**Supplied data**
========================================
//! [`ScriptedRunner`] command runner double.

use std::sync::Mutex;

use hostguard_exec::{CommandOutput, CommandRunner, CommandSpec, Result};

/// Replays canned output for commands whose shell rendering contains a
/// registered fragment. Unmatched commands succeed with empty output.
#[derive(Default)]
pub struct ScriptedRunner {
    rules: Mutex<Vec<(String, CommandOutput)>>,
    calls: Mutex<Vec<CommandSpec>>,
}

impl ScriptedRunner {
    pub fn new() -> Self {
        Self::default()
    }

    /// Answer commands containing `fragment` with `stdout` and exit 0.
    /// Later rules take precedence over earlier ones.
    pub fn respond(&self, fragment: &str, stdout: &str) -> &Self {
        self.respond_with(
            fragment,
            CommandOutput {
                status: 0,
                stdout: stdout.to_string(),
                stderr: String::new(),
            },
        )
    }

    /// Answer commands containing `fragment` with a failing exit status.
    pub fn fail(&self, fragment: &str, status: i32, stderr: &str) -> &Self {
        self.respond_with(
            fragment,
            CommandOutput {
                status,
                stdout: String::new(),
                stderr: stderr.to_string(),
            },
        )
    }

    pub fn respond_with(&self, fragment: &str, output: CommandOutput) -> &Self {
        self.rules
            .lock()
            .unwrap()
            .push((fragment.to_string(), output));
        self
    }

    /// Every command run so far, in order
    pub fn calls(&self) -> Vec<CommandSpec> {
        self.calls.lock().unwrap().clone()
    }

    /// Shell renderings of every command run so far
    pub fn call_strings(&self) -> Vec<String> {
        self.calls()
            .iter()
            .map(CommandSpec::to_shell_string)
            .collect()
    }

    pub fn clear_calls(&self) {
        self.calls.lock().unwrap().clear();
    }
}

impl CommandRunner for ScriptedRunner {
    fn run(&self, command: &CommandSpec) -> Result<CommandOutput> {
        self.calls.lock().unwrap().push(command.clone());
        let rendered = command.to_shell_string();
        let rules = self.rules.lock().unwrap();
        let output = rules
            .iter()
            .rev()
            .find(|(fragment, _)| rendered.contains(fragment.as_str()))
            .map(|(_, output)| output.clone())
            .unwrap_or_default();
        Ok(output)
    }
}
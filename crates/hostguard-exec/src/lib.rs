//! Command execution and elevation collaborators for hostguard
//!
//! The journal and the command-backed editor dialects never spawn processes
//! or query the process identity directly. They go through the two seams
//! defined here:
//!
//! - [`CommandRunner`]: run a command, capture stdout/stderr/exit code
//! - [`Elevation`]: report whether the current process holds administrative
//!   privilege

pub mod command;
pub mod error;
pub mod privilege;
pub mod runner;

pub use command::{CommandOutput, CommandSpec};
pub use error::{ExecError, Result};
pub use privilege::{EffectiveUid, Elevation, StaticElevation};
pub use runner::{CommandRunner, SystemRunner};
========================================
**Your assignment**
Each line of the listing needs to be transcribed exactly.

**Written response**
//! [`ScriptedRunner`] command runner double.

use std::sync::Mutex;

use hostguard_exec::{CommandOutput, CommandRunner, CommandSpec, Result};

/// Replays canned output for commands whose shell rendering contains a
/// registered fragment. Unmatched commands succeed with empty output.
#[derive(Default)]
pub struct ScriptedRunner {
    rules: Mutex<Vec<(String, CommandOutput)>>,
    calls: Mutex<Vec<CommandSpec>>,
}

impl ScriptedRunner {
    pub fn new() -> Self {
        Self::default()
    }

    /// Answer commands containing `fragment` with `stdout` and exit 0.
    /// Later rules take precedence over earlier ones.
    pub fn respond(&self, fragment: &str, stdout: &str) -> &Self {
        self.respond_with(
            fragment,
            CommandOutput {
                status: 0,
                stdout: stdout.to_string(),
                stderr: String::new(),
            },
        )
    }

    /// Answer commands containing `fragment` with a failing exit status.
    pub fn fail(&self, fragment: &str, status: i32, stderr: &str) -> &Self {
        self.respond_with(
            fragment,
            CommandOutput {
                status,
                stdout: String::new(),
                stderr: stderr.to_string(),
            },
        )
    }

    pub fn respond_with(&self, fragment: &str, output: CommandOutput) -> &Self {
        self.rules
            .lock()
            .unwrap()
            .push((fragment.to_string(), output));
        self
    }

    /// Every command run so far, in order
    pub fn calls(&self) -> Vec<CommandSpec> {
        self.calls.lock().unwrap().clone()
    }

    /// Shell renderings of every command run so far
    pub fn call_strings(&self) -> Vec<String> {
        self.calls()
            .iter()
            .map(CommandSpec::to_shell_string)
            .collect()
    }

    pub fn clear_calls(&self) {
        self.calls.lock().unwrap().clear();
    }
}

impl CommandRunner for ScriptedRunner {
    fn run(&self, command: &CommandSpec) -> Result<CommandOutput> {
        self.calls.lock().unwrap().push(command.clone());
        let rendered = command.to_shell_string();
        let rules = self.rules.lock().unwrap();
        let output = rules
            .iter()
            .rev()
            .find(|(fragment, _)| rendered.contains(fragment.as_str()))
            .map(|(_, output)| output.clone())
            .unwrap_or_default();
        Ok(output)
    }
}
filename crates/hostguard-exec/src/lib.rs
//! Command execution and elevation collaborators for hostguard
//!
//! The journal and the command-backed editor dialects never spawn processes
//! or query the process identity directly. They go through the two seams
//! defined here:
//!
//! - [`CommandRunner`]: run a command, capture stdout/stderr/exit code
//! - [`Elevation`]: report whether the current process holds administrative
//!   privilege

pub mod command;
pub mod error;
pub mod privilege;
pub mod runner;

pub use command::{CommandOutput, CommandSpec};
pub use error::{ExecError, Result};
pub use privilege::{EffectiveUid, Elevation, StaticElevation};
pub use runner::{CommandRunner, SystemRunner};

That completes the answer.